- [What is expected]
Which of the lines below hold "bytes"? Please return each one.

- [Provided records]
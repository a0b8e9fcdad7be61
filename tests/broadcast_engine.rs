// Copyright (c) 2026 Quorumcast
// Licensed under the Apache License, Version 2.0

#![forbid(unsafe_code)]

//! Engine scenarios driven directly through handler methods, with a
//! scripted in-memory network instead of sockets.

use std::sync::Arc;
use std::time::Duration;

use tokio::sync::mpsc;

use quorumcast::core::broadcast::engine::{
    BroadcastEngine, BroadcastEvent, EngineConfig, EngineEvent,
};
use quorumcast::core::security::keyring::Keyring;
use quorumcast::core::types::{NodeId, SigEntry, Signature64};
use quorumcast::monitoring::metrics::Metrics;
use quorumcast::monitoring::throughput::ThruputCounters;
use quorumcast::networking::codec::Frame;

const N: usize = 4;

fn engine_config(i: usize) -> EngineConfig {
    EngineConfig {
        node_id: NodeId::from(i as u32),
        local_addr: format!("127.0.0.1:{}", 7100 + i),
        node_count: N,
        round_interval: Duration::from_millis(100),
        payload_size: 32,
        dynamic_msg_size: false,
        wait_for_peers: Duration::from_millis(10),
    }
}

/// Four engines wired full-mesh. `wires[i][j]` carries the frames node
/// `i` queued toward node `j`; on node `j` that link is connection `i`.
struct TestNet {
    engines: Vec<BroadcastEngine>,
    events: Vec<mpsc::Receiver<BroadcastEvent>>,
    metrics: Vec<Arc<Metrics>>,
    wires: Vec<Vec<Option<mpsc::Receiver<Vec<u8>>>>>,
    log: Vec<(usize, usize, Frame)>,
}

impl TestNet {
    fn new(dir: &std::path::Path) -> Self {
        for i in 0..N {
            Keyring::generate_to(dir, NodeId::from(i as u32)).expect("keygen");
        }

        let mut engines = Vec::new();
        let mut events = Vec::new();
        let mut metrics = Vec::new();
        for i in 0..N {
            let keyring =
                Arc::new(Keyring::load(dir, NodeId::from(i as u32), N).expect("load keys"));
            let m = Arc::new(Metrics::new().expect("metrics"));
            let counters = Arc::new(ThruputCounters::default());
            let (tx, rx) = mpsc::channel(1024);
            engines.push(BroadcastEngine::new(
                engine_config(i),
                keyring,
                m.clone(),
                counters,
                tx,
            ));
            events.push(rx);
            metrics.push(m);
        }

        let mut wires: Vec<Vec<Option<mpsc::Receiver<Vec<u8>>>>> =
            (0..N).map(|_| (0..N).map(|_| None).collect()).collect();
        for i in 0..N {
            for j in 0..N {
                if i == j {
                    continue;
                }
                let (tx, rx) = mpsc::channel(1024);
                engines[i].handle_event(EngineEvent::ConnectionUp {
                    conn: j as u64,
                    tx,
                });
                wires[i][j] = Some(rx);
            }
        }

        Self {
            engines,
            events,
            metrics,
            wires,
            log: Vec::new(),
        }
    }

    /// Inject a frame into node `to` as if it came from node `from`.
    fn feed(&mut self, to: usize, from: usize, frame: Frame) {
        let wire_len = frame.encode().len() + 4;
        self.engines[to].handle_event(EngineEvent::Frame {
            conn: from as u64,
            wire_len,
            frame,
        });
    }

    /// Take queued frames off one wire without forwarding them.
    fn drain_wire(&mut self, from: usize, to: usize) -> Vec<Frame> {
        let mut out = Vec::new();
        while let Some(bytes) = self.wires[from][to]
            .as_mut()
            .and_then(|rx| rx.try_recv().ok())
        {
            out.push(Frame::decode(&bytes).expect("valid frame"));
        }
        out
    }

    /// Move queued frames between engines until the network is quiet.
    fn pump(&mut self) {
        loop {
            let mut moved = false;
            for i in 0..N {
                for j in 0..N {
                    if i == j {
                        continue;
                    }
                    while let Some(bytes) = self.wires[i][j]
                        .as_mut()
                        .and_then(|rx| rx.try_recv().ok())
                    {
                        let frame = Frame::decode(&bytes).expect("valid frame");
                        self.log.push((i, j, frame.clone()));
                        self.engines[j].handle_event(EngineEvent::Frame {
                            conn: i as u64,
                            wire_len: bytes.len() + 4,
                            frame,
                        });
                        moved = true;
                    }
                }
            }
            if !moved {
                break;
            }
        }
    }

    fn drain_events(&mut self, i: usize) -> Vec<BroadcastEvent> {
        let mut out = Vec::new();
        while let Ok(ev) = self.events[i].try_recv() {
            out.push(ev);
        }
        out
    }

    fn fins_sent_by(&self, i: usize) -> usize {
        self.log
            .iter()
            .filter(|(from, _, f)| *from == i && matches!(f, Frame::Fin { .. }))
            .count()
    }
}

#[test]
fn handshake_registers_each_peer_once() {
    let dir = tempfile::tempdir().expect("tempdir");
    let mut net = TestNet::new(dir.path());
    net.pump();

    for i in 0..N {
        assert_eq!(net.engines[i].connected_peer_count(), N - 1, "node {i}");
        let connected = net
            .drain_events(i)
            .into_iter()
            .filter(|e| matches!(e, BroadcastEvent::PeerConnected(_)))
            .count();
        assert_eq!(connected, N - 1);
    }

    // A duplicate ACK is dropped silently.
    net.feed(0, 1, Frame::Ack {
        sender: NodeId::from(1),
    });
    assert_eq!(net.engines[0].connected_peer_count(), N - 1);
}

#[test]
fn single_round_delivers_everywhere() {
    let dir = tempfile::tempdir().expect("tempdir");
    let mut net = TestNet::new(dir.path());
    net.pump();
    for i in 0..N {
        net.drain_events(i);
    }

    net.engines[0].start_round();
    net.pump();

    let origin = NodeId::from(0);
    for i in 0..N {
        assert!(
            net.engines[i].rounds().is_delivered(origin, 0),
            "node {i} missing delivery"
        );
        let delivered = net
            .drain_events(i)
            .into_iter()
            .filter(|e| matches!(e, BroadcastEvent::Delivered { .. }))
            .count();
        assert_eq!(delivered, 1, "node {i}");
    }

    // Exactly the originator emits FIN, once per peer.
    assert_eq!(net.fins_sent_by(0), N - 1);
    for i in 1..N {
        assert_eq!(net.fins_sent_by(i), 0, "node {i} must not emit FIN");
    }

    let st = net.engines[0].rounds().round(0).expect("round state");
    assert_eq!(st.echo_count(), N);
    assert!(st.fin_sent);
    assert!(st.send_to_echo.is_some());
    assert!(st.send_to_delivered.is_some());
}

#[test]
fn duplicate_echo_does_not_refire_fin() {
    let dir = tempfile::tempdir().expect("tempdir");
    let mut net = TestNet::new(dir.path());
    net.pump();

    net.engines[0].start_round();
    net.pump();

    let echo = net
        .log
        .iter()
        .find(|(from, to, f)| *from == 1 && *to == 0 && matches!(f, Frame::Echo { .. }))
        .map(|(_, _, f)| f.clone())
        .expect("echo in log");

    let fins_before = net.fins_sent_by(0);
    net.feed(0, 1, echo);
    net.pump();

    assert_eq!(net.fins_sent_by(0), fins_before);
    let st = net.engines[0].rounds().round(0).expect("round state");
    assert_eq!(st.echo_count(), N);
}

#[test]
fn fin_replay_is_idempotent() {
    let dir = tempfile::tempdir().expect("tempdir");
    let mut net = TestNet::new(dir.path());
    net.pump();

    net.engines[0].start_round();
    net.pump();
    for i in 0..N {
        net.drain_events(i);
    }

    let fin = net
        .log
        .iter()
        .find(|(from, to, f)| *from == 0 && *to == 1 && matches!(f, Frame::Fin { .. }))
        .map(|(_, _, f)| f.clone())
        .expect("fin in log");

    let before = net.engines[1]
        .rounds()
        .round(0)
        .map(|s| s.fin_arrivals)
        .unwrap_or(0);

    net.feed(1, 0, fin);
    net.pump();

    let after = net.engines[1]
        .rounds()
        .round(0)
        .map(|s| s.fin_arrivals)
        .unwrap_or(0);
    assert_eq!(after, before + 1);

    // Delivery marks latched; no node reports a second delivery.
    for i in 0..N {
        assert!(net.engines[i].rounds().is_delivered(NodeId::from(0), 0));
        assert!(net.drain_events(i).is_empty(), "node {i} emitted again");
    }
}

#[test]
fn tampered_echo_does_not_count() {
    let dir = tempfile::tempdir().expect("tempdir");
    let mut net = TestNet::new(dir.path());
    net.pump();

    net.engines[0].start_round();

    // Hand-deliver the SEND to node 1 only and intercept its echo.
    let sends = net.drain_wire(0, 1);
    assert_eq!(sends.len(), 1);
    net.feed(1, 0, sends[0].clone());

    let echoes = net.drain_wire(1, 0);
    assert_eq!(echoes.len(), 1);
    let Frame::Echo {
        sender,
        round,
        ip,
        signature,
        payload,
    } = echoes[0].clone()
    else {
        panic!("expected echo");
    };

    let mut bad = signature;
    bad.0[0] ^= 0x01;
    net.feed(0, 1, Frame::Echo {
        sender,
        round,
        ip: ip.clone(),
        signature: bad,
        payload: payload.clone(),
    });

    let st = net.engines[0].rounds().round(0).expect("round state");
    assert_eq!(st.echo_count(), 1, "tampered echo must not count");
    assert_eq!(net.metrics[0].invalid_signature_total.get(), 1);

    // The untampered echo still lands afterwards.
    net.feed(0, 1, Frame::Echo {
        sender,
        round,
        ip,
        signature,
        payload,
    });
    let st = net.engines[0].rounds().round(0).expect("round state");
    assert_eq!(st.echo_count(), 2);
}

#[test]
fn out_of_order_rounds_are_recorded() {
    let dir = tempfile::tempdir().expect("tempdir");
    let mut net = TestNet::new(dir.path());
    net.pump();

    let ip = "127.0.0.1:7100".to_string();
    net.feed(1, 0, Frame::Send {
        sender: NodeId::from(0),
        round: 7,
        ip: ip.clone(),
        payload: b"late round first".to_vec(),
    });
    net.feed(1, 0, Frame::Send {
        sender: NodeId::from(0),
        round: 0,
        ip,
        payload: b"early round second".to_vec(),
    });

    let rounds = net.engines[1].rounds();
    assert_eq!(
        rounds.payload(NodeId::from(0), 7),
        Some(&b"late round first"[..])
    );
    assert_eq!(
        rounds.payload(NodeId::from(0), 0),
        Some(&b"early round second"[..])
    );

    let echoes = net
        .drain_wire(1, 0)
        .into_iter()
        .filter(|f| matches!(f, Frame::Echo { .. }))
        .count();
    assert_eq!(echoes, 2);
}

#[test]
fn short_or_bogus_sig_lists_are_dropped() {
    let dir = tempfile::tempdir().expect("tempdir");
    let mut net = TestNet::new(dir.path());
    net.pump();

    net.engines[0].start_round();
    let sends = net.drain_wire(0, 1);
    net.feed(1, 0, sends[0].clone());
    net.drain_wire(1, 0);

    let entry = |n: u32, fill: u8| SigEntry {
        node: NodeId::from(n),
        signature: Signature64([fill; 64]),
    };
    let ip = "127.0.0.1:7100".to_string();

    // Below the 2f quorum.
    net.feed(1, 0, Frame::Fin {
        sender: NodeId::from(0),
        round: 0,
        ip: ip.clone(),
        signatures: vec![entry(0, 1)],
        payload: Vec::new(),
    });
    assert_eq!(net.metrics[1].insufficient_quorum_total.get(), 1);
    assert_eq!(
        net.engines[1].rounds().round(0).map(|s| s.fin_arrivals),
        None
    );

    // Enough entries, garbage signatures.
    net.feed(1, 0, Frame::Fin {
        sender: NodeId::from(0),
        round: 0,
        ip,
        signatures: vec![entry(0, 1), entry(2, 2)],
        payload: Vec::new(),
    });
    assert_eq!(net.metrics[1].invalid_signature_total.get(), 1);
    assert_eq!(
        net.engines[1].rounds().round(0).map(|s| s.fin_arrivals),
        None
    );
}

- [Output for this exercise]
        while let Some(bytes) = self.wires[from][to]
            out.push(Frame::decode(&bytes).expect("valid frame"));
                    while let Some(bytes) = self.wires[i][j]
                        let frame = Frame::decode(&bytes).expect("valid frame");
                            wire_len: bytes.len() + 4,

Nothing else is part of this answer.